(GIVEN DATA begins)
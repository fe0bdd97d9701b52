//! Run report produced by the rewrite loop.

use serde::{Deserialize, Serialize};
use std::path::PathBuf;

/// Outcome for a single processed file
#[derive(Debug, Clone, Serialize, Deserialize, PartialEq, Eq)]
#[serde(rename_all = "camelCase")]
pub struct FileReport {
    pub path: PathBuf,
    pub changed: bool,
    /// Number of barrel import declarations split in this file
    pub rewritten_imports: usize,
}

/// A file that could not be processed
#[derive(Debug, Clone, Serialize, Deserialize, PartialEq, Eq)]
#[serde(rename_all = "camelCase")]
pub struct FileFailure {
    pub path: PathBuf,
    pub error: String,
}

/// Accumulated result of a whole run
#[derive(Debug, Clone, Default, Serialize, Deserialize, PartialEq, Eq)]
#[serde(rename_all = "camelCase")]
pub struct RewriteReport {
    pub dry_run: bool,
    pub touched_files: usize,
    pub files: Vec<FileReport>,
    #[serde(default, skip_serializing_if = "Vec::is_empty")]
    pub failures: Vec<FileFailure>,
}

impl RewriteReport {
    pub fn new(dry_run: bool) -> Self {
        Self {
            dry_run,
            ..Default::default()
        }
    }

    pub fn record(&mut self, file: FileReport) {
        if file.changed {
            self.touched_files += 1;
        }
        self.files.push(file);
    }

    pub fn record_failure(&mut self, failure: FileFailure) {
        self.failures.push(failure);
    }

    /// Files that were (or, in a dry run, would be) rewritten
    pub fn changed_files(&self) -> impl Iterator<Item = &FileReport> {
        self.files.iter().filter(|f| f.changed)
    }

    pub fn has_failures(&self) -> bool {
        !self.failures.is_empty()
    }
}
(GIVEN DATA ends)
▶ [WORK TO BE COMPLETED] Check every line above for the word "FileReport" and copy those that have it.

▶ [OUTPUT]
pub struct FileReport {
    pub files: Vec<FileReport>,
    pub fn record(&mut self, file: FileReport) {
    pub fn changed_files(&self) -> impl Iterator<Item = &FileReport> {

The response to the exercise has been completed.